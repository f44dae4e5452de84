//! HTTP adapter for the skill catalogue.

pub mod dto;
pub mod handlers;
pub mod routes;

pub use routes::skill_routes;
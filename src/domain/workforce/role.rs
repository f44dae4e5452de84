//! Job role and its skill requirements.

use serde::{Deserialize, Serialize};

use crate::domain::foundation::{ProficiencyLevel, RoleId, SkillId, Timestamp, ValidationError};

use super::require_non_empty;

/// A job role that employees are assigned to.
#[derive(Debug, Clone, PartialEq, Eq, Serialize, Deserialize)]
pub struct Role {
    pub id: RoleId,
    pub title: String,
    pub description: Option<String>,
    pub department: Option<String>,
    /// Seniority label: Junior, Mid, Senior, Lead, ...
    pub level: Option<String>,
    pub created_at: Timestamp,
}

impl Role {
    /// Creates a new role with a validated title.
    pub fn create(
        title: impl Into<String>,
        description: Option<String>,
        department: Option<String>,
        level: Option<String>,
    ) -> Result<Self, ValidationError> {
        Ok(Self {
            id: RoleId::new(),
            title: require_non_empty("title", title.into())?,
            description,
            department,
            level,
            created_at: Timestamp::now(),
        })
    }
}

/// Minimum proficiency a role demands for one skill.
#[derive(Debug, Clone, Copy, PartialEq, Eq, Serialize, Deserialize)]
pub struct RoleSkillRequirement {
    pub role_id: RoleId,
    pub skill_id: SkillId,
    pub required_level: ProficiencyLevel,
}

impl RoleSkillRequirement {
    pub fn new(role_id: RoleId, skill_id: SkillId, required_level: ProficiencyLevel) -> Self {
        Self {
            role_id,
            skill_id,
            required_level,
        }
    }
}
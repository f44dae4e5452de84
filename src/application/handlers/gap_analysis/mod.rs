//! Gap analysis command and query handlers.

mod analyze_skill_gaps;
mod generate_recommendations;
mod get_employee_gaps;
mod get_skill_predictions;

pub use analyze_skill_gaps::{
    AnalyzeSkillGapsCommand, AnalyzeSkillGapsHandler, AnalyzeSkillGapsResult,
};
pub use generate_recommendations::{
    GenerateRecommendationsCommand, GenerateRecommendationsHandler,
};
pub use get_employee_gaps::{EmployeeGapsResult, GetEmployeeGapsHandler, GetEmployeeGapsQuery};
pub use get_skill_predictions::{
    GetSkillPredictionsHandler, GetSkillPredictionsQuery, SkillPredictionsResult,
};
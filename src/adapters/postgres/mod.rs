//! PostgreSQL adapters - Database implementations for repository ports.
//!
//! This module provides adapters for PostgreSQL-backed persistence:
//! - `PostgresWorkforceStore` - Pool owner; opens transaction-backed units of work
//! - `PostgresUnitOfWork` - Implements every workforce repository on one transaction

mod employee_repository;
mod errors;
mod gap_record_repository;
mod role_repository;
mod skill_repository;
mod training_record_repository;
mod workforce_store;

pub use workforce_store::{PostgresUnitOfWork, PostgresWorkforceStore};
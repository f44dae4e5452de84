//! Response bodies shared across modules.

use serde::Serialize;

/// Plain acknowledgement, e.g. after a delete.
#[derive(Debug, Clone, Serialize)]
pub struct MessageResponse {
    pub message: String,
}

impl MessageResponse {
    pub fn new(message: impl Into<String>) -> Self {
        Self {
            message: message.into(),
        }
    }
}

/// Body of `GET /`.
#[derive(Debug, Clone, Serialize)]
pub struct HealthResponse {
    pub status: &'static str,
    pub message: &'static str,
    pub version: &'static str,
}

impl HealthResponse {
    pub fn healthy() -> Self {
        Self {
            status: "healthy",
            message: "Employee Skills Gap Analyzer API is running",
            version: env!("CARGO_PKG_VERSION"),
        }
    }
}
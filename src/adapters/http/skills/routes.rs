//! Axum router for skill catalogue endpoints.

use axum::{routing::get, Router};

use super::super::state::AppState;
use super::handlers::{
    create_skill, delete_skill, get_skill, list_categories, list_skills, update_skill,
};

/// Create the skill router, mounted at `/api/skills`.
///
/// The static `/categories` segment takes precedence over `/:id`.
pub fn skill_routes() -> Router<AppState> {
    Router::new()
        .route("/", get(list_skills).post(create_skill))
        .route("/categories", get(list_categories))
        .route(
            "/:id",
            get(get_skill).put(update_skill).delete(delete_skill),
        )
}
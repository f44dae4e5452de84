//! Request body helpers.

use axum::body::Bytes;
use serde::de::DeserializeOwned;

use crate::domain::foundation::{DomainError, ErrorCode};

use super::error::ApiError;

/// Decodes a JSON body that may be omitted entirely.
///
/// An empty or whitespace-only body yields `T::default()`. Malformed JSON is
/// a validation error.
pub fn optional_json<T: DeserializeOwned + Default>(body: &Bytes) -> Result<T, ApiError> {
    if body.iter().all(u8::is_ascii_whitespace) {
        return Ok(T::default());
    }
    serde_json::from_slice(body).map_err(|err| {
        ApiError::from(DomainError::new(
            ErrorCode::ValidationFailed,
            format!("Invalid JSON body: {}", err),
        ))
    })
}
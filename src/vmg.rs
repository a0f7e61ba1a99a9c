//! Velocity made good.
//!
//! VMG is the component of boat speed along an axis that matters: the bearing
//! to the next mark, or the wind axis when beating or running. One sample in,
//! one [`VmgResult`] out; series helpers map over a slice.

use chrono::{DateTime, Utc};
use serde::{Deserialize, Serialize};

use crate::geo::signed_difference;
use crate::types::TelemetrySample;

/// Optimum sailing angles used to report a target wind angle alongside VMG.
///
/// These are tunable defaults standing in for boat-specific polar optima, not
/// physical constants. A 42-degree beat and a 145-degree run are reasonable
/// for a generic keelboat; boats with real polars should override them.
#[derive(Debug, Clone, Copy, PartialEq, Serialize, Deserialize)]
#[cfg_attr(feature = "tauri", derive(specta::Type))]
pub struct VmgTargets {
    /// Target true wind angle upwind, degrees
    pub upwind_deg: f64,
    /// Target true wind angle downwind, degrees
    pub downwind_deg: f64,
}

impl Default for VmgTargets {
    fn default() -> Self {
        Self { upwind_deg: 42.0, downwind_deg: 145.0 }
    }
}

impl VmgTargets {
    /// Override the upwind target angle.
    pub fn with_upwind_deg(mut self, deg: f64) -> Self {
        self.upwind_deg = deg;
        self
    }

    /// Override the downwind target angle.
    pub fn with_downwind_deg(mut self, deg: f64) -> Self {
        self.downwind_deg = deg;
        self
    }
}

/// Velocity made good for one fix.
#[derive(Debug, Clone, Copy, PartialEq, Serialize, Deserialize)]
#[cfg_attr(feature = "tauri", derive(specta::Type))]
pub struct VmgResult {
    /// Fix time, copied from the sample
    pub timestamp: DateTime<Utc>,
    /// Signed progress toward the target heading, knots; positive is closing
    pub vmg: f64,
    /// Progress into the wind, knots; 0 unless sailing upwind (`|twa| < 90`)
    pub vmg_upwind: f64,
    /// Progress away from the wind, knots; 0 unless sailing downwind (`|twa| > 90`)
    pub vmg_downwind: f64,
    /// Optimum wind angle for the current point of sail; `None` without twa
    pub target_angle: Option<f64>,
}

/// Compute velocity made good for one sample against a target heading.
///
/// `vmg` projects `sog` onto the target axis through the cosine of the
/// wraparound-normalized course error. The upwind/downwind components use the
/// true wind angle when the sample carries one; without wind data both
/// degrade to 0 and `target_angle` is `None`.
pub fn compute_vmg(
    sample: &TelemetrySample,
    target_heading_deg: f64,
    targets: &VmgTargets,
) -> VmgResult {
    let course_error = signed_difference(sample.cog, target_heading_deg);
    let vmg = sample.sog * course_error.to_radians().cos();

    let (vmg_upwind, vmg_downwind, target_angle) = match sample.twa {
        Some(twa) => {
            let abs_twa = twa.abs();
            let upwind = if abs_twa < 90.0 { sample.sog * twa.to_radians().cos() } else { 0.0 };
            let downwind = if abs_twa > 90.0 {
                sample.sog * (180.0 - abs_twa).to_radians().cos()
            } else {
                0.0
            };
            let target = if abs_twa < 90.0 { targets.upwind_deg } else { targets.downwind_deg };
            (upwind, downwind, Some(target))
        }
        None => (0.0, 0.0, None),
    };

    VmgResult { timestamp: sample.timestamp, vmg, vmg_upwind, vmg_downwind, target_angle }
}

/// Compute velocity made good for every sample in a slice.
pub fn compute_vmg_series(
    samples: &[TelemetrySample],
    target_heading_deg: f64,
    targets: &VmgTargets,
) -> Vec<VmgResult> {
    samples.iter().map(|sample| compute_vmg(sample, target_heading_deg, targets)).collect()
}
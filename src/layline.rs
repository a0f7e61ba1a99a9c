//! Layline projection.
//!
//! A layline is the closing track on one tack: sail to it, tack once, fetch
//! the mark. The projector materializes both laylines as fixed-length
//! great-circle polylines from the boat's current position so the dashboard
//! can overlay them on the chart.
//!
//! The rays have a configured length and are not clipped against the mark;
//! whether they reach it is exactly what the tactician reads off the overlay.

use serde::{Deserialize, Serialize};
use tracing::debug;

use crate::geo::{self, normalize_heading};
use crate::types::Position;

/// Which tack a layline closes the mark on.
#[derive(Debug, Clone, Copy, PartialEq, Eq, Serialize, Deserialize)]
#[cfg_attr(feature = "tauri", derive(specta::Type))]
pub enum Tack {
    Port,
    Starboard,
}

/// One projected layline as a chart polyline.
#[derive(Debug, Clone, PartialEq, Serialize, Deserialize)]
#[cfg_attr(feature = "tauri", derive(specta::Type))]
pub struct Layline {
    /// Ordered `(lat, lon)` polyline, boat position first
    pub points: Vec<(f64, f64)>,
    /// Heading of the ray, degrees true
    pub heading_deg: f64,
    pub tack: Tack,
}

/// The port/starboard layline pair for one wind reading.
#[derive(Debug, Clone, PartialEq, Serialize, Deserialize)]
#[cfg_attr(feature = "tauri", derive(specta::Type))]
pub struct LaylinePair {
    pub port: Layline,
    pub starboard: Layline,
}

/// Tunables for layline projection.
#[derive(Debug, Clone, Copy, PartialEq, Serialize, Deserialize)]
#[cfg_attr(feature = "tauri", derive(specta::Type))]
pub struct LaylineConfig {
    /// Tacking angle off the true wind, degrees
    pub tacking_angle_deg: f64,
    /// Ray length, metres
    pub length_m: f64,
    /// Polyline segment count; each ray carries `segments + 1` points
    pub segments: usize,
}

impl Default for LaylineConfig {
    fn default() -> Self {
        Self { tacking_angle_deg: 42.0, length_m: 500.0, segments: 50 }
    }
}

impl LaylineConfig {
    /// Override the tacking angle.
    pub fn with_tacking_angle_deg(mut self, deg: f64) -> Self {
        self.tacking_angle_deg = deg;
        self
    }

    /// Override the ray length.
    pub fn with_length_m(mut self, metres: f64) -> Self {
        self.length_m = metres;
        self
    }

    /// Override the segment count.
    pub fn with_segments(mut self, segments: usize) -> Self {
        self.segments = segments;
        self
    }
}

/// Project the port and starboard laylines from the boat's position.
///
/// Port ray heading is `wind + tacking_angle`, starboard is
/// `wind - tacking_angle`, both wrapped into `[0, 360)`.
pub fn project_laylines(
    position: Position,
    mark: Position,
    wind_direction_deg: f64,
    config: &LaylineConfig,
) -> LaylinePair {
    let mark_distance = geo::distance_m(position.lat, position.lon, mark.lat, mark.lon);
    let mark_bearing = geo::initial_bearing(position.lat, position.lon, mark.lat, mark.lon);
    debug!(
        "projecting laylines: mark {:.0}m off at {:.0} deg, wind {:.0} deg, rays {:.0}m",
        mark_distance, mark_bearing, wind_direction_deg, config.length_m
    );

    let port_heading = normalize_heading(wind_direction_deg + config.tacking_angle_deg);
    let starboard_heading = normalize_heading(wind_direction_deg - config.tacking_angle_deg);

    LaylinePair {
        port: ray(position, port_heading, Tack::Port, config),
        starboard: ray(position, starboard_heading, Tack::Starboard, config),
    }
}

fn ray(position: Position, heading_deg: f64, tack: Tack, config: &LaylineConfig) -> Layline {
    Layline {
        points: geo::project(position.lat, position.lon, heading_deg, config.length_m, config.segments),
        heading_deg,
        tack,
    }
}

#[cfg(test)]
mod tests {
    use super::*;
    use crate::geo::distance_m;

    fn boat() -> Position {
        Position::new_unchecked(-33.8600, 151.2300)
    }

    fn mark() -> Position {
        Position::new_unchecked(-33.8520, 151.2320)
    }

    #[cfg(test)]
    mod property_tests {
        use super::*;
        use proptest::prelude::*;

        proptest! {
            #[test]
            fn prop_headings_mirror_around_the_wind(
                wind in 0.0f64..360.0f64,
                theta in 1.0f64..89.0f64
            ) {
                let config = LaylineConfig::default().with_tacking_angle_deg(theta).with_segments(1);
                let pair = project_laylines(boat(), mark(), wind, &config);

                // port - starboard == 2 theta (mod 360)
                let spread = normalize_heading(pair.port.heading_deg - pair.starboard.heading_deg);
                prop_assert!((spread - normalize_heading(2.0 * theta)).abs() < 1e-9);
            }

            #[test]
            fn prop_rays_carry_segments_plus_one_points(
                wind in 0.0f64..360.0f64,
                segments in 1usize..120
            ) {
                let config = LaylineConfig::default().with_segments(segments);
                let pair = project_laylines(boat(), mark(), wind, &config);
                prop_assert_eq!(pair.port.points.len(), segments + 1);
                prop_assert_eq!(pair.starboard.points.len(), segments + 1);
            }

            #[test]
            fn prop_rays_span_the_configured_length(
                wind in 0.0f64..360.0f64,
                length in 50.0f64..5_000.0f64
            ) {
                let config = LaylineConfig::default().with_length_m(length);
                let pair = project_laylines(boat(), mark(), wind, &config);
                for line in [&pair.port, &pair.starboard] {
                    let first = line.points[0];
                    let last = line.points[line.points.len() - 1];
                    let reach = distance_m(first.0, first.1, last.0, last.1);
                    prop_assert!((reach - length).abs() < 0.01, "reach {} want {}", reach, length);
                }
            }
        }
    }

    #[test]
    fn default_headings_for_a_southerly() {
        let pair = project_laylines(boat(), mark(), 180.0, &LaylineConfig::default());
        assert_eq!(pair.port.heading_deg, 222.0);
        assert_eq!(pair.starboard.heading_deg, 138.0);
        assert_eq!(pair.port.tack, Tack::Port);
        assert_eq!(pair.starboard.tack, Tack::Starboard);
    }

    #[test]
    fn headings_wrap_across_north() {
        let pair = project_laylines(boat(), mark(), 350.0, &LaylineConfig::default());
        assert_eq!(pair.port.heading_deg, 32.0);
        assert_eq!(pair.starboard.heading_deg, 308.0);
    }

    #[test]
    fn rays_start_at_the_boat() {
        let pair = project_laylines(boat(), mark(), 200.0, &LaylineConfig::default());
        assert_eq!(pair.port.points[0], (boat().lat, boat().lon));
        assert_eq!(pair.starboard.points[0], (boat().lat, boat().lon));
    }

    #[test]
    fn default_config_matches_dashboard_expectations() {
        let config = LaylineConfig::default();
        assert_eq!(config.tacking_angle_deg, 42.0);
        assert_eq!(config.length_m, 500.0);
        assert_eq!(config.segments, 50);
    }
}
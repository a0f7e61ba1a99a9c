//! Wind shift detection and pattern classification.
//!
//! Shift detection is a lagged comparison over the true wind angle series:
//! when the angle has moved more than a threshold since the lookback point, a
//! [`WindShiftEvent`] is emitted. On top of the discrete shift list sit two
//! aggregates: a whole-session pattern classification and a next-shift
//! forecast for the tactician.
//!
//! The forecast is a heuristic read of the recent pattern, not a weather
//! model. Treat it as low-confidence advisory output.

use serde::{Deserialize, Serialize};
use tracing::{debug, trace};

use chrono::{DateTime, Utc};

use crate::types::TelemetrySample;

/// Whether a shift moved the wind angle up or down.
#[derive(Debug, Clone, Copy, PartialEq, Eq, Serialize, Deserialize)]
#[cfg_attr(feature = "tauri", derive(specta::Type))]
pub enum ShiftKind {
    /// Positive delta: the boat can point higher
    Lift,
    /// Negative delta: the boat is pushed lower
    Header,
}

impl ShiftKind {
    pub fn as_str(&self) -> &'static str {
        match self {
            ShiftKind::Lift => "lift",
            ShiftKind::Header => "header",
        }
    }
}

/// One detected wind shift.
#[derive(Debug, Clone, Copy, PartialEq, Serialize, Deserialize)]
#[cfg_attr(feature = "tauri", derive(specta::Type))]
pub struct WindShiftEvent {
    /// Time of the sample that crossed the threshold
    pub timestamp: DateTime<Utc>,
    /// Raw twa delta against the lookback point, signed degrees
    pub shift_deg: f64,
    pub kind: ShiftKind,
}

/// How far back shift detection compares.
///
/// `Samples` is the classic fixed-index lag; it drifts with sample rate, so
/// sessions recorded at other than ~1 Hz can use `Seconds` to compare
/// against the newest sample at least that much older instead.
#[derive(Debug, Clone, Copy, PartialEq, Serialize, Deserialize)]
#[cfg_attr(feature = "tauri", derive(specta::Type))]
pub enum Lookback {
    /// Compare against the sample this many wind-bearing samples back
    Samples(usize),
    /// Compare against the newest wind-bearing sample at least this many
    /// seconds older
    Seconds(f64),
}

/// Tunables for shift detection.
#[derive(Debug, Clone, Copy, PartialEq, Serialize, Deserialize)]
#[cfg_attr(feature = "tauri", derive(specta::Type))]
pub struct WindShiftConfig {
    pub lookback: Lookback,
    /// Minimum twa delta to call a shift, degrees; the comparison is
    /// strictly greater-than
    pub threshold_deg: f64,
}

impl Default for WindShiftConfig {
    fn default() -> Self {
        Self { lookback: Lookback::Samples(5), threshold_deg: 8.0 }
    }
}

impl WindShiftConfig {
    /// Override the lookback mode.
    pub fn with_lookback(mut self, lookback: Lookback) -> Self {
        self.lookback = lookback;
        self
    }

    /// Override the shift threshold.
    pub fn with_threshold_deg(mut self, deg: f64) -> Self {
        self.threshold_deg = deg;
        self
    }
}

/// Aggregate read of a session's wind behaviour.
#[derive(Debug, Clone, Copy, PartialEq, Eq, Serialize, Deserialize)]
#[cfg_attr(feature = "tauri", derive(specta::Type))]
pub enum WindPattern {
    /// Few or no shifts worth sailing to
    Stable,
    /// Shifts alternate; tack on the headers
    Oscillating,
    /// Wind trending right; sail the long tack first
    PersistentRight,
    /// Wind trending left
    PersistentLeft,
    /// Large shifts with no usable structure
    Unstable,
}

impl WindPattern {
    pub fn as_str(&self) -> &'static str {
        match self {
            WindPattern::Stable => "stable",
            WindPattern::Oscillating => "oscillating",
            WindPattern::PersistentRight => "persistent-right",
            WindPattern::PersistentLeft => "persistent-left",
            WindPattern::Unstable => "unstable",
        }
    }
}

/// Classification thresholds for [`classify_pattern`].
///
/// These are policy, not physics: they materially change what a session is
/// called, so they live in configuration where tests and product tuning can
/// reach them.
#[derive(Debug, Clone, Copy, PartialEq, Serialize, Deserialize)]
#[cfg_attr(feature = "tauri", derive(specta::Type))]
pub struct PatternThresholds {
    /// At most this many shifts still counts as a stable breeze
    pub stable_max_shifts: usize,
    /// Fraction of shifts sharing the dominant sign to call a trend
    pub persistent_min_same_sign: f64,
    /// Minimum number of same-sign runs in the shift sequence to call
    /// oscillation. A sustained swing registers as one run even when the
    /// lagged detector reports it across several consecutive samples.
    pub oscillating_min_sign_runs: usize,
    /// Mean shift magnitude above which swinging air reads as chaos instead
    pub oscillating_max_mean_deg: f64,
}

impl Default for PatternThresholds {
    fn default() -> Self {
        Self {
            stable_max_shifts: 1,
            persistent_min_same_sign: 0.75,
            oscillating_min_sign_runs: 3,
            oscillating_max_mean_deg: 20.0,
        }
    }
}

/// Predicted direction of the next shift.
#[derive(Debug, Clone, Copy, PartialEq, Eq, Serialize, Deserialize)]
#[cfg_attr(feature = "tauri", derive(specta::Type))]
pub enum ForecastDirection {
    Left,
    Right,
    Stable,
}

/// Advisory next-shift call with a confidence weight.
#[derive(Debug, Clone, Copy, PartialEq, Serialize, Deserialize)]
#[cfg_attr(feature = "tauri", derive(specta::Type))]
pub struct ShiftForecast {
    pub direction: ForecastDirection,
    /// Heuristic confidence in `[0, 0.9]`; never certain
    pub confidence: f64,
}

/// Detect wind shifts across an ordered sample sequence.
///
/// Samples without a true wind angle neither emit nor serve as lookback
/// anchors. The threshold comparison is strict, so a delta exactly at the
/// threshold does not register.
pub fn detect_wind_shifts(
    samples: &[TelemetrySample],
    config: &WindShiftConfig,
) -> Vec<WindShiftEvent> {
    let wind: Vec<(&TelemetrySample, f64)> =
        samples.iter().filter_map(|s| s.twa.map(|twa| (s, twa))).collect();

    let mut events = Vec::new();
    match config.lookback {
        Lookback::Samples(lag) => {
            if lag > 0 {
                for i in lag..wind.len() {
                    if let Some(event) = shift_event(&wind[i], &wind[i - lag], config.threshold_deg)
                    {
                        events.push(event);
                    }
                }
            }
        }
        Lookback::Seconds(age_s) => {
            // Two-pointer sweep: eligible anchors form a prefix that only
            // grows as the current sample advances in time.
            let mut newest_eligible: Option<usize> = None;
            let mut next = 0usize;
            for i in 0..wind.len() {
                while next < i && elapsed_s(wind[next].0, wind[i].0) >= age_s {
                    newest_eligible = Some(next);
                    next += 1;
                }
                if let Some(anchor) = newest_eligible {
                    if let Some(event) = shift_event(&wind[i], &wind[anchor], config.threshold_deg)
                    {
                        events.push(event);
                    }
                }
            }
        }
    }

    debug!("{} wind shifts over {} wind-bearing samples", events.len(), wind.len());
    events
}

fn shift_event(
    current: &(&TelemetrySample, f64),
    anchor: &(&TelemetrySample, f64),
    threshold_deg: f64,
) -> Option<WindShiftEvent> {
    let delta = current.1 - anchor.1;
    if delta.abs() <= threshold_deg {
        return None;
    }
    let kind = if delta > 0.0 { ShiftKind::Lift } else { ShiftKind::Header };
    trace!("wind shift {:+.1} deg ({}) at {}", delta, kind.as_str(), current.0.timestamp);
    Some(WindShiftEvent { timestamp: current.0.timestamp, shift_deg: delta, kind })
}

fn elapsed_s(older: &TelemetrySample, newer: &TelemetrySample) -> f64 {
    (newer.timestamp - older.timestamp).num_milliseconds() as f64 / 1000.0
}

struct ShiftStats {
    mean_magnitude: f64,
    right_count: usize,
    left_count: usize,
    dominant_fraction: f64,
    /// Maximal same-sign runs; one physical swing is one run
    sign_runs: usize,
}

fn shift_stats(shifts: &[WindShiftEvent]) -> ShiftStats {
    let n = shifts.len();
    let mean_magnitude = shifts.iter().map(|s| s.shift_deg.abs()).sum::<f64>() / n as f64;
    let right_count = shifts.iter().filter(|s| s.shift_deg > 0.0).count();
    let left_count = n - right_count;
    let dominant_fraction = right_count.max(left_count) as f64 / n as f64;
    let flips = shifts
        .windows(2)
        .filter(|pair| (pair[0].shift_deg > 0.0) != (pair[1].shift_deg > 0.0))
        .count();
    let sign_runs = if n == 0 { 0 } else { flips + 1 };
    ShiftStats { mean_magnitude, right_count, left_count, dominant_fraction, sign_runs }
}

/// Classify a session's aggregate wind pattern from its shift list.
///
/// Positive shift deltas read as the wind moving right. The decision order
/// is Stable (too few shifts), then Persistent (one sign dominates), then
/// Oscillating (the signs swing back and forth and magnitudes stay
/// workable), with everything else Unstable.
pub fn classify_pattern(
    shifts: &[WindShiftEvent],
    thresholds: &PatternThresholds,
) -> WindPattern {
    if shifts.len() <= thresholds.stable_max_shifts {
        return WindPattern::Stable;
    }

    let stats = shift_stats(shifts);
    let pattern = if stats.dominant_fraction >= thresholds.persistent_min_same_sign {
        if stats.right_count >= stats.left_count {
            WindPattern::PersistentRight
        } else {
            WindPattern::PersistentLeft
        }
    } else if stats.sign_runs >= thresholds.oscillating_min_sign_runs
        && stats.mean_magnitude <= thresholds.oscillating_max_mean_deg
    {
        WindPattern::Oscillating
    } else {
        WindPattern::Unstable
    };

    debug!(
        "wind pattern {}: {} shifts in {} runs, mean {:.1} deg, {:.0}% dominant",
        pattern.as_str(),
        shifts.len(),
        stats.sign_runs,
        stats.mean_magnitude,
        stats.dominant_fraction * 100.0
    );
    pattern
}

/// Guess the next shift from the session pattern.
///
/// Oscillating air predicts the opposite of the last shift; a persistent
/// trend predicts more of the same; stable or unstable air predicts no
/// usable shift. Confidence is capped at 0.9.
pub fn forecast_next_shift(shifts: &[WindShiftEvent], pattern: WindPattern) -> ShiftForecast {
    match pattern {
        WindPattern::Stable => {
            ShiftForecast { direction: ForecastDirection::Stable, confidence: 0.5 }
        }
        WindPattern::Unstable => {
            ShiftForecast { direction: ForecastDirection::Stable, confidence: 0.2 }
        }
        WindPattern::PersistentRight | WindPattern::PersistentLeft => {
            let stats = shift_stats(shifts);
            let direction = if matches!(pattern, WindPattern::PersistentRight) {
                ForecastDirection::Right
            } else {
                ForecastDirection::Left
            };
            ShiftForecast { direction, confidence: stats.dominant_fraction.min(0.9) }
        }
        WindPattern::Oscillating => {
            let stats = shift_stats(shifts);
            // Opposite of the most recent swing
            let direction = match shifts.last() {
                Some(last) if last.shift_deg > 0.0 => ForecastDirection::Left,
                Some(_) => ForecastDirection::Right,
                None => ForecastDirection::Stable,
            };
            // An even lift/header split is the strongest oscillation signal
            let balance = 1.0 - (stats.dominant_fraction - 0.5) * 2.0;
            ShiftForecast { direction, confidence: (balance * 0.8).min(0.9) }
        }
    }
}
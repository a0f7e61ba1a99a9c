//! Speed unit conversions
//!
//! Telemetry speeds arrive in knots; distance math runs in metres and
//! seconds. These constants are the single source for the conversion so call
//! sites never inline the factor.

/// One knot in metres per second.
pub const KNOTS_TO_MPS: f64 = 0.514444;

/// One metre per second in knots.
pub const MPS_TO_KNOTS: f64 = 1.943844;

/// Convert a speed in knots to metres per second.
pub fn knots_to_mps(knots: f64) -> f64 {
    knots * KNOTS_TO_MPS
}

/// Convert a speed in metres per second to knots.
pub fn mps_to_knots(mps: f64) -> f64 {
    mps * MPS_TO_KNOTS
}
★ ★ ★ ★ ★ ★ ★
- _Task objective_
In the listing, how many lines include the string "lagged"? State the number alone.

- _Your solution_
2